People are getting better at handling data in their electronic health records (EHRs), but there is a lot and there should be a way to categorize how the data should be used, said Pamela Tobias, MS, RHIA, CHDA, administrator of oncology services at Lehigh Valley Health Network.

Transcript

How can practices ensure they aren’t overwhelmed by the data in their EHR?

It’s a great question. The information in an EHR is overwhelming. I like to use the phrase “We eat the elephant one bite at a time.” And I tend to want to categorize projects that I’m working on. I like the 5 pillars of people, service, quality, cost, and growth, because I think it translates to all levels throughout the organization. When we want to focus on a quality project, what information can we seek out in our EHR that would allow us to automate and monitor some of those things?

It’s not a hard and fast rule to utilize that grouping. Maybe in your organization it’s better to use the triple aim of better health, health cost, better quality. Find whatever translates to you in terms of categorization and then pick 1 particular project where you think you can make an inroad and you can gain buy in and support on making that improvement.

Typically, if you pick a quality initiative you will also have cost inefficiencies that also come along with that as byproducts. Many of the initiatives that we identify fit into multiple categories—and that’s ok.

Are people getting better at handling all the data or are they having trouble catching up with more data and more measures to handle?

I think it’s a little bit of both. I think we’re getting better and more sophisticated in how to get information out of the system, designing—when we’re designing workflows on the front end—them with picking up those data points along the way that we know we’re going to want to study later on.
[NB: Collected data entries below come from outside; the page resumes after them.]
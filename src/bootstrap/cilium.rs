//! Cilium CNI install

use super::kind::NODE_COUNT;
use super::{wait_for, ClusterTools, KUBE_SYSTEM_NAMESPACE};
use crate::health::SuccessCondition;
use crate::observer::{ResourceKind, ResourceSelector};
use crate::phase::Phase;
use crate::session::BootstrapSession;
use crate::task::IdempotentTask;

/// Cilium chart settings
#[derive(Debug, Clone)]
pub struct CiliumConfig {
    /// Chart version
    pub version: &'static str,
}

impl Default for CiliumConfig {
    fn default() -> Self {
        Self { version: "1.16.5" }
    }
}

/// Helm values for running Cilium on kind
const VALUES: &[&str] = &[
    "--set",
    "ipam.mode=kubernetes",
    "--set",
    "kubeProxyReplacement=false",
    "--set",
    "image.pullPolicy=IfNotPresent",
    "--set",
    "operator.replicas=1",
    "--set",
    "hubble.relay.enabled=false",
    "--set",
    "hubble.ui.enabled=false",
];

/// `helm upgrade --install` for the Cilium release, skipped when deployed
pub fn install_task(tools: ClusterTools<'_>, config: &CiliumConfig) -> IdempotentTask {
    let mut args = vec![
        "upgrade",
        "--install",
        "cilium",
        "cilium/cilium",
        "--version",
        config.version,
        "--namespace",
        KUBE_SYSTEM_NAMESPACE,
    ];
    args.extend_from_slice(VALUES);

    IdempotentTask::new(
        "install-cilium",
        ResourceSelector::named(ResourceKind::HelmRelease, KUBE_SYSTEM_NAMESPACE, "cilium"),
    )
    .when_absent(tools.release_deployed("cilium", KUBE_SYSTEM_NAMESPACE))
    .run(tools.helm_mutation(&args))
}

/// Install Cilium and wait until agents, operator and every node are ready
pub fn network_fabric_phase(session: &BootstrapSession, tools: ClusterTools<'_>) -> Phase {
    Phase::new("network-fabric", "Installing Cilium")
        .task(install_task(tools, &CiliumConfig::default()))
        .require(wait_for(
            session,
            ResourceSelector::named(ResourceKind::DaemonSet, KUBE_SYSTEM_NAMESPACE, "cilium"),
            SuccessCondition::AllReady { min: NODE_COUNT },
        ))
        .require(wait_for(
            session,
            ResourceSelector::named(
                ResourceKind::Deployment,
                KUBE_SYSTEM_NAMESPACE,
                "cilium-operator",
            ),
            SuccessCondition::AllReady { min: 1 },
        ))
        .require(wait_for(
            session,
            ResourceSelector::nodes(),
            SuccessCondition::AllReady { min: NODE_COUNT },
        ))
}
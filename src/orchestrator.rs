//! End-to-end bootstrap run
//!
//! Ties the pieces together: prerequisite check, optional teardown, the phase
//! sequencer, convergence monitoring and the workload verification phases.
//! Only a missing prerequisite or a failed teardown is returned as an error;
//! everything after that is recorded in the [`RunSummary`].

use std::time::{Duration, Instant};

use tracing::{error, info, warn};

use crate::bootstrap::{self, kind};
use crate::convergence::{ApplicationSource, ConvergenceMonitor, ConvergenceReport};
use crate::observer::ClusterObserver;
use crate::phase::{Phase, PhaseReport, PhaseSequencer, SequencerOutcome};
use crate::report::{convergence_table, format_elapsed, phase_table};
use crate::session::BootstrapSession;
use crate::tool::{check_prerequisites, ToolInvoker, PREREQUISITES};
use crate::Result;

/// The fatal phase failure that stopped a run
#[derive(Clone, Debug, PartialEq, Eq)]
pub struct AbortedPhase {
    /// Phase name
    pub phase: String,
    /// Error message
    pub error: String,
    /// Captured tool output of every failed member
    pub diagnostics: Vec<String>,
}

/// What happened during one run
#[derive(Clone, Debug, Default)]
pub struct RunSummary {
    /// Bootstrap phase reports, in execution order
    pub phases: Vec<PhaseReport>,
    /// Set when a fatal phase failed
    pub aborted: Option<AbortedPhase>,
    /// Application convergence; `None` if monitoring did not run or discovery failed
    pub convergence: Option<ConvergenceReport>,
    /// Workload verification reports
    pub verification: Vec<PhaseReport>,
    /// Whether unconverged applications fail the run
    pub require_convergence: bool,
    /// Nothing was executed
    pub dry_run: bool,
    /// Wall-clock duration of the run
    pub elapsed: Duration,
}

impl RunSummary {
    /// Whether every monitored application converged
    pub fn converged(&self) -> bool {
        self.convergence
            .as_ref()
            .is_some_and(ConvergenceReport::all_converged)
    }

    /// Process exit code for this run
    pub fn exit_code(&self) -> u8 {
        if self.dry_run {
            return 0;
        }
        if self.aborted.is_some() {
            return 1;
        }
        if self.require_convergence && !self.converged() {
            return 1;
        }
        0
    }

    /// Human readable summary
    pub fn render(&self) -> String {
        let mut out = String::new();

        out.push_str("\n=== Phases ===\n");
        out.push_str(&phase_table(&self.phases));

        if let Some(aborted) = &self.aborted {
            out.push_str(&format!(
                "\nPhase '{}' failed: {}\n",
                aborted.phase, aborted.error
            ));
            for line in &aborted.diagnostics {
                out.push_str(&format!("  {}\n", line));
            }
        }

        if let Some(convergence) = &self.convergence {
            out.push_str("\n=== Applications ===\n");
            out.push_str(&convergence_table(convergence));
        }

        if !self.verification.is_empty() {
            out.push_str("\n=== Verification ===\n");
            out.push_str(&phase_table(&self.verification));
        }

        let verdict = match (self.exit_code(), &self.aborted) {
            (_, Some(_)) => "Bootstrap failed",
            (0, None) if self.converged() => "Bootstrap complete",
            (0, None) => "Bootstrap complete, some applications are still converging",
            (_, None) => "Bootstrap complete, but applications did not converge",
        };
        out.push_str(&format!(
            "\n=== {} ===\nDuration: {}\n",
            verdict,
            format_elapsed(self.elapsed)
        ));
        out
    }
}

/// Render the phases a run would execute
pub fn render_plan(session: &BootstrapSession, phases: &[Phase], verification: &[Phase]) -> String {
    let mut out = String::from("=== Plan ===\n");
    if session.force_recreate() {
        out.push_str(&format!(
            "[Teardown] delete kind cluster {} if it exists\n",
            session.cluster_name()
        ));
    }

    let total = phases.len();
    for (index, phase) in phases.iter().enumerate() {
        out.push_str(&format!(
            "[Phase {}/{}] {} ({:?})\n",
            index + 1,
            total,
            phase.name,
            phase.on_failure
        ));
        for label in phase.step_labels() {
            out.push_str(&format!("    {}\n", label));
        }
    }

    out.push_str("[Convergence] wait for discovered Argo CD applications\n");
    for phase in verification {
        out.push_str(&format!("[Verify] {} ({:?})\n", phase.name, phase.on_failure));
        for label in phase.step_labels() {
            out.push_str(&format!("    {}\n", label));
        }
    }
    out
}

/// Runs a full bootstrap against the given collaborators
pub struct Orchestrator<'a> {
    session: &'a BootstrapSession,
    invoker: &'a dyn ToolInvoker,
    observer: &'a dyn ClusterObserver,
    applications: &'a dyn ApplicationSource,
}

impl<'a> Orchestrator<'a> {
    /// Create an orchestrator for `session`
    pub fn new(
        session: &'a BootstrapSession,
        invoker: &'a dyn ToolInvoker,
        observer: &'a dyn ClusterObserver,
        applications: &'a dyn ApplicationSource,
    ) -> Self {
        Self {
            session,
            invoker,
            observer,
            applications,
        }
    }

    /// Run the bootstrap.
    ///
    /// Returns `Err` only when no phase could start: a prerequisite is
    /// missing, the plan cannot be built, or the forced teardown failed.
    pub async fn run(&self) -> Result<RunSummary> {
        let start = Instant::now();
        let session = self.session;

        let phases = bootstrap::plan(session)?;
        let verification = bootstrap::verification_plan(session);

        let mut summary = RunSummary {
            require_convergence: session.require_convergence(),
            ..Default::default()
        };

        if session.dry_run() {
            print!("{}", render_plan(session, &phases, &verification));
            summary.dry_run = true;
            summary.elapsed = start.elapsed();
            return Ok(summary);
        }

        check_prerequisites(self.invoker, PREREQUISITES).await?;

        if session.force_recreate() {
            kind::delete_cluster(self.invoker, session.cluster_name()).await?;
        }

        match PhaseSequencer::new(phases)
            .run(self.invoker, self.observer)
            .await
        {
            SequencerOutcome::Completed { reports } => summary.phases = reports,
            SequencerOutcome::Aborted {
                phase,
                error,
                reports,
            } => {
                let diagnostics = error.diagnostics();
                error!(phase = %phase, error = %error, "bootstrap aborted");
                for line in &diagnostics {
                    error!(phase = %phase, "{}", line);
                }
                summary.phases = reports;
                summary.aborted = Some(AbortedPhase {
                    phase,
                    error: error.to_string(),
                    diagnostics,
                });
                summary.elapsed = start.elapsed();
                return Ok(summary);
            }
        }

        info!("[Convergence] Waiting for GitOps applications to become healthy...");
        let monitor = ConvergenceMonitor::new(
            session.poll_interval(),
            session.app_max_iterations(),
            session.monitoring_duration(),
        );
        match monitor.await_all(self.applications).await {
            Ok(report) => {
                let pending = report.pending().len();
                if pending > 0 {
                    warn!(
                        pending,
                        total = report.apps.len(),
                        "applications still converging when monitoring ended"
                    );
                }
                summary.convergence = Some(report);
            }
            Err(e) => warn!(error = %e, "application discovery failed, skipping convergence"),
        }

        info!("[Verify] Checking the sample workload...");
        let outcome = PhaseSequencer::new(verification)
            .run(self.invoker, self.observer)
            .await;
        summary.verification = outcome.reports().to_vec();

        summary.elapsed = start.elapsed();
        Ok(summary)
    }
}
I think from a clinical perspective, the metadata that is in there, trying to be able to find everything, digest it, and then turn it around into a clinical decision is even harder. So, we really need to utilize things like the predictive analytics and get those embedded into our EHRs to provide that information to the physician or the nurse or whatever clinician is caring for the patient, rather than expecting them to do what we did in the old days, which is read a chart, digest everything, and make a decision from there. We have to be able to push more alerts and notifications that are unique to each patient to them, but finding that balance so that we’re not getting alert fatigue also.

What is the future of data in practices?

I think the future is not EHRs alone. I think as we’ve gotten more sophisticated at understanding what’s in our EHRs, we get hungry for more data. We want to link up to things like registries; we want to link up to payer databases; we want to link up to risk management and safety reporting systems to pull all that together for a bigger picture and greater understanding of what’s happening to our patients and how we can make things better in the world of healthcare.